Each line of the data below containing "Deserialize" needs to be listed.

======== INFORMATION SUPPLIED

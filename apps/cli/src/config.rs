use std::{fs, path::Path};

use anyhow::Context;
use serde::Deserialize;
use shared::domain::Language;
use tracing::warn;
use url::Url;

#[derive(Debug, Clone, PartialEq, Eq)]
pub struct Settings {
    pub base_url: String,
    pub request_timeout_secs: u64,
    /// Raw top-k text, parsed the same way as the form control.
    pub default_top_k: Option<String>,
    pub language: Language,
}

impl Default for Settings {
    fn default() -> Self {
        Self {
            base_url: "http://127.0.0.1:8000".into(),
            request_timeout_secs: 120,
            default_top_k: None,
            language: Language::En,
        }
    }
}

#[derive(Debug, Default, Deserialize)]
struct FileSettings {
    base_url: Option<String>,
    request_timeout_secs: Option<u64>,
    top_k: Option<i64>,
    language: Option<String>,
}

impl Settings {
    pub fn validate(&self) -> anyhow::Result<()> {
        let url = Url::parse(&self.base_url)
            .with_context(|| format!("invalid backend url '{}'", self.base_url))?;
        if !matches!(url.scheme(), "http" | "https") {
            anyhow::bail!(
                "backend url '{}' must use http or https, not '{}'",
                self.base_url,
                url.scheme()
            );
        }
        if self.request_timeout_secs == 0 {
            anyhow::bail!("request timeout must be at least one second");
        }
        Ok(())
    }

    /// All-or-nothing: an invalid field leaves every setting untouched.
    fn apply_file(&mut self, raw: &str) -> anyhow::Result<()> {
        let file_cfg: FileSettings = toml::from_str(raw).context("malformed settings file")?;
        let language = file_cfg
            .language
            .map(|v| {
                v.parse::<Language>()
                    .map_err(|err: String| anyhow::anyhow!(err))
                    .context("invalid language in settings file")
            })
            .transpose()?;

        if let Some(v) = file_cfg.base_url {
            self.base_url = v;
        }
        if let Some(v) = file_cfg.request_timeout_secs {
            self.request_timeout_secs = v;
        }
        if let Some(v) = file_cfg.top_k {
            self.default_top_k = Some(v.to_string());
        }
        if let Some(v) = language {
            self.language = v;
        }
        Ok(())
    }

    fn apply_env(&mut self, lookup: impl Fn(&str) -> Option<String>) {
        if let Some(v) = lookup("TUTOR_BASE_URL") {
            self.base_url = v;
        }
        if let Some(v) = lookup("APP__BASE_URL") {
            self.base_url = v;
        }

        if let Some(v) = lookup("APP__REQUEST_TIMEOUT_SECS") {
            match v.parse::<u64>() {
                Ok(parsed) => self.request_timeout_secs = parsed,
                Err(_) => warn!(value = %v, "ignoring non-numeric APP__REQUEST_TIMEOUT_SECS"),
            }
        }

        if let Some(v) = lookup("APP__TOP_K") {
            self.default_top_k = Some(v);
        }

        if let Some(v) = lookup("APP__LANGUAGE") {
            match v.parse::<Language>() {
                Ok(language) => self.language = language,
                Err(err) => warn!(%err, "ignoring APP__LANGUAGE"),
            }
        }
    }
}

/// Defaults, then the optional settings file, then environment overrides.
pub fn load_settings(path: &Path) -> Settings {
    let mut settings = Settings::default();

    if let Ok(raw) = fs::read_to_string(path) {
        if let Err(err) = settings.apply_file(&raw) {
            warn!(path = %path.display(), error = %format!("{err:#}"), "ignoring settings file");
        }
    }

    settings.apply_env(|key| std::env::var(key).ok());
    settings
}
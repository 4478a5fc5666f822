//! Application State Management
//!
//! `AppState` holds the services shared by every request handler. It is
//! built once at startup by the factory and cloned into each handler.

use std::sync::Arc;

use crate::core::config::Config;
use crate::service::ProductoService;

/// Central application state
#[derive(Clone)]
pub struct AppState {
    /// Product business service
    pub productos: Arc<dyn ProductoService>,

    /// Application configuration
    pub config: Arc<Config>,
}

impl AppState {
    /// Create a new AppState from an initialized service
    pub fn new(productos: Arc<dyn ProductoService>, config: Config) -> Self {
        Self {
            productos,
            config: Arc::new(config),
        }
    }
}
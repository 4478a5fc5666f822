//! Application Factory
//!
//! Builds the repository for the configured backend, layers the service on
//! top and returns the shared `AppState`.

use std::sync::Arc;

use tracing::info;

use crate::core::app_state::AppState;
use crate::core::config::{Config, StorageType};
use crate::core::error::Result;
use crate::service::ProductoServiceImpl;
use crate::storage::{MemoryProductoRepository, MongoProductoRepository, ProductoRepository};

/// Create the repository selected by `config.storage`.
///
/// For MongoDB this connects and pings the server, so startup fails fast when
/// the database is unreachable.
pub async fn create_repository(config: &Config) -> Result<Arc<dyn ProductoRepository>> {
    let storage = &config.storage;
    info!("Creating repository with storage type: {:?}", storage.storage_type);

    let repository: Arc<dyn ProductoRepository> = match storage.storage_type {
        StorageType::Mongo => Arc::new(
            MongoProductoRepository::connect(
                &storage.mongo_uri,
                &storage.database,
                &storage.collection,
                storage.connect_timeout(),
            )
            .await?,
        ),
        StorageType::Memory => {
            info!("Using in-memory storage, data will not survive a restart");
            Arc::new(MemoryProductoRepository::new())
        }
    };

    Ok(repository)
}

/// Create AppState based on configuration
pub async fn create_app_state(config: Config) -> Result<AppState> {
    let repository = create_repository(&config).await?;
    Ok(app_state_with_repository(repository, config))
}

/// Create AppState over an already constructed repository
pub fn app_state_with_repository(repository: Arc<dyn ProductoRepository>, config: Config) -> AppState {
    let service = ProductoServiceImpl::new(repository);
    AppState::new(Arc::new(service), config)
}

================

# RESULT OF THE TASK
use serde::Deserialize;
#[derive(Debug, Default, Deserialize)]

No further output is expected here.